Maria Baciu (born 4 March 1942) is a Romanian poet, professor, and literary critic. She also writes novels, for adults as well as children. In 2006, she received the 2005 award from the Writers' Union of Romania for children's literature. She taught at the Pedagogical High School in Botoșani.

==Biography==
Maria Baciu was born on March 4, 1942, in Cernești, Todireni, Botoșani County.) In 1966, she graduated from the Faculty of Philology of Alexandru Ioan Cuza University of Iași. From 1966 to 1970 she was a teacher of Romanian language and literature at the Trușești High School, and from 1970 at the Nicolae Iorga School of Botoșani, moving later to the Pedagogical High School there. She became remarkable for her great didactic activity.

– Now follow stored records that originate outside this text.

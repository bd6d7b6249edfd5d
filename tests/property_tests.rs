//! Property-based tests for the step-sorter invariants.
//!
//! Validated properties:
//! 1. Running either stepper to completion sorts the sequence in the
//!    requested direction and preserves the multiset of values.
//! 2. Bubble sort performs exactly n(n-1)/2 advances (comparisons) and at
//!    most that many swap-suspensions, regardless of the data.
//! 3. Value generation respects its bounds and count.

use proptest::prelude::*;
use rand::rngs::StdRng;
use rand::SeedableRng;
use sortviz::model::{
    generate_values, Algorithm, Direction, GenerationParams, SortStepper, StepOutcome,
};

/// Drive a stepper over `values` until Done, returning (advances, swaps).
fn run_to_done(stepper: &mut SortStepper, values: &mut [u32]) -> (usize, usize) {
    let mut advances = 0;
    let mut swaps = 0;
    loop {
        match stepper.step(values) {
            StepOutcome::Done => return (advances, swaps),
            StepOutcome::Swapped { .. } => {
                advances += 1;
                swaps += 1;
            }
            StepOutcome::Compared { .. } => advances += 1,
        }
    }
}

fn sorted_for(direction: Direction, values: &[u32]) -> bool {
    match direction {
        Direction::Ascending => values.windows(2).all(|w| w[0] <= w[1]),
        Direction::Descending => values.windows(2).all(|w| w[0] >= w[1]),
    }
}

fn is_permutation(original: &[u32], result: &[u32]) -> bool {
    let mut a = original.to_vec();
    let mut b = result.to_vec();
    a.sort_unstable();
    b.sort_unstable();
    a == b
}

proptest! {
    #[test]
    fn bubble_sorts_and_permutes(
        values in prop::collection::vec(0u32..=100, 0..60),
        descending in any::<bool>(),
    ) {
        let direction = if descending { Direction::Descending } else { Direction::Ascending };
        let mut data = values.clone();
        let mut stepper = SortStepper::new(Algorithm::Bubble, data.len(), direction);
        run_to_done(&mut stepper, &mut data);
        prop_assert!(sorted_for(direction, &data));
        prop_assert!(is_permutation(&values, &data));
    }

    #[test]
    fn insertion_sorts_and_permutes(
        values in prop::collection::vec(0u32..=100, 0..60),
        descending in any::<bool>(),
    ) {
        let direction = if descending { Direction::Descending } else { Direction::Ascending };
        let mut data = values.clone();
        let mut stepper = SortStepper::new(Algorithm::Insertion, data.len(), direction);
        run_to_done(&mut stepper, &mut data);
        prop_assert!(sorted_for(direction, &data));
        prop_assert!(is_permutation(&values, &data));
    }

    #[test]
    fn bubble_advances_exactly_n_choose_2(
        values in prop::collection::vec(0u32..=100, 0..60),
    ) {
        let n = values.len();
        let mut data = values;
        let mut stepper = SortStepper::new(Algorithm::Bubble, n, Direction::Ascending);
        let (advances, swaps) = run_to_done(&mut stepper, &mut data);
        let bound = n.saturating_sub(1) * n / 2;
        prop_assert_eq!(advances, bound, "every inner-loop comparison is one advance");
        prop_assert!(swaps <= bound);
    }

    #[test]
    fn insertion_swaps_stay_within_n_choose_2(
        values in prop::collection::vec(0u32..=100, 0..60),
    ) {
        let n = values.len();
        let mut data = values;
        let mut stepper = SortStepper::new(Algorithm::Insertion, n, Direction::Ascending);
        let (_, swaps) = run_to_done(&mut stepper, &mut data);
        prop_assert!(swaps <= n.saturating_sub(1) * n / 2);
    }

    #[test]
    fn sorting_twice_is_idempotent(
        values in prop::collection::vec(0u32..=100, 2..40),
    ) {
        let mut data = values;
        let mut first = SortStepper::new(Algorithm::Bubble, data.len(), Direction::Ascending);
        run_to_done(&mut first, &mut data);
        let sorted = data.clone();
        let mut second = SortStepper::new(Algorithm::Bubble, data.len(), Direction::Ascending);
        let (_, swaps) = run_to_done(&mut second, &mut data);
        prop_assert_eq!(swaps, 0, "a sorted sequence admits no swaps");
        prop_assert_eq!(data, sorted);
    }

    #[test]
    fn generation_respects_count_and_bounds(
        count in 1usize..200,
        min in 0u32..50,
        span in 0u32..100,
        seed in any::<u64>(),
    ) {
        let max = min + span;
        let params = GenerationParams::new(count, min, max).expect("valid params");
        let mut rng = StdRng::seed_from_u64(seed);
        let values = generate_values(&params, &mut rng);
        prop_assert_eq!(values.len(), count);
        prop_assert!(values.iter().all(|&v| v >= min && v <= max));
    }
}
//! Configuration: file loading, precedence resolution, key bindings.

pub mod keybindings;
mod loader;

pub use keybindings::KeyBindings;
pub use loader::{
    apply_cli_overrides, apply_env_overrides, default_config_path, default_log_path,
    load_config_file, load_config_with_precedence, merge_config, CliOverrides, ConfigError,
    ConfigFile, ResolvedConfig,
};
//! Terminal sorting algorithm visualizer - entry point.

use clap::Parser;
use sortviz::config::CliOverrides;
use sortviz::model::{Algorithm, Direction, GenerationParams};
use std::path::PathBuf;
use tracing::info;

/// Terminal visualizer that animates sorting algorithms one swap per frame
#[derive(Parser, Debug)]
#[command(name = "sortviz")]
#[command(version)]
#[command(about = "Terminal visualizer that animates sorting algorithms one swap per frame")]
pub struct Args {
    /// Number of bars to sort
    #[arg(short = 'n', long)]
    pub count: Option<usize>,

    /// Inclusive lower bound of the random value range
    #[arg(long)]
    pub min_value: Option<u32>,

    /// Inclusive upper bound of the random value range
    #[arg(long)]
    pub max_value: Option<u32>,

    /// Frame rate in ticks per second (1-240)
    #[arg(short, long)]
    pub tick_rate: Option<u32>,

    /// Algorithm to start with
    #[arg(short, long, value_parser = ["bubble", "insertion"])]
    pub algorithm: Option<String>,

    /// Start with descending order selected
    #[arg(short, long)]
    pub descending: bool,

    /// Seed for the random sequence (reproducible runs)
    #[arg(long)]
    pub seed: Option<u64>,

    /// Disable colors
    #[arg(long)]
    pub no_color: bool,

    /// Path to configuration file
    #[arg(long)]
    pub config: Option<PathBuf>,
}

fn main() -> Result<(), Box<dyn std::error::Error>> {
    let args = Args::parse();

    // Propagate --no-color through the environment so every styling
    // decision sees the same answer.
    if args.no_color {
        std::env::set_var("NO_COLOR", "1");
    }

    // Resolve configuration with the full precedence chain:
    // Defaults → Config File → Env Vars → CLI Args
    let config = {
        let config_file = sortviz::config::load_config_with_precedence(args.config.clone())?;
        let merged = sortviz::config::merge_config(config_file)?;
        let with_env = sortviz::config::apply_env_overrides(merged);

        let overrides = CliOverrides {
            count: args.count,
            min_value: args.min_value,
            max_value: args.max_value,
            tick_rate: args.tick_rate,
            // clap already restricted the value set; an unknown name here
            // would be a bug in the value_parser list.
            algorithm: args.algorithm.as_deref().and_then(Algorithm::parse),
            direction: args.descending.then_some(Direction::Descending),
        };
        sortviz::config::apply_cli_overrides(with_env, overrides)
    };

    // Fail fast on invalid parameters before touching the terminal.
    config.validate()?;
    let params = GenerationParams::new(config.count, config.min_value, config.max_value)?;

    sortviz::logging::init(&config.log_file_path)?;
    info!(config = ?config, seed = ?args.seed, "configuration resolved");

    let colors = sortviz::view::ColorConfig::from_env_and_args(args.no_color);
    sortviz::view::run_with_config(&config, params, args.seed, colors)?;

    Ok(())
}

Baciu served as Editor-in-Chief of the Sotron children's magazine in 1994–1996 and of the Pardon! magazine for adolescents. In 1980, she founded the Literary Circle Mihai Eminescu, then in 1983 edited the publication The Educator. In parallel with her departmental and editorial work, she published lyrics, literary articles and reviews in numerous newspapers and magazines. In addition she wrote children's prose, a book of teaching methods for schools, and another on theater for children.

==Publications==

- "Oglinzi", versuri, Iași, Junimea, 1988
- "Bună dimineața, Puf", poezii pentru copii, Botoșani, Inspectoratul Școlar al județului Botoșani, 1994
- "Cartea cu semnele rupte", poezii, Botoșani, Eldos, 1995
- "Daruri de Crăciun", poezii pentru copii, Iași, Fides, 1996
- "Lume îndrăzneață", Botoșani, Grafik Art, 1998
- "Zodie cu...otrăvuri", Botoșani, Grafik Art, 1998
- "Fetița cu buline", versuri, Timișoara, Ed. Augusta, 2000
- "Vremea fragilor", poezii pentru copii, Augusta, Timișoara, 2000
- "Vinovatul spectacol", poezii, Ed. Augusta, Timișoara, 2001
- Necuprinsele iubiri. Anthology of Baciu's poetry. Augusta, Timișoara, 2003
- Țara ionuților pozitivi. Novel. Grafik-Art, Botoșani, 2003
- "Neîmblînzitele cercuri", Timișoara, Helicon
- Pelerinul ("The Pilgrim"). Poems. 2006
- Ghetuțele copilăriei. Novel for young adults. Axa, 2009
- Et in Arcadia ego. Novel. Axa, 2009

==Bibliography==
- Silvia Lazarovici, Dicționarul scriitorilor botoșăneni. Geea, 2000.
- Gellu Dorian, Nord – Antologia poeților botoșăneni de azi. Axa, 2009.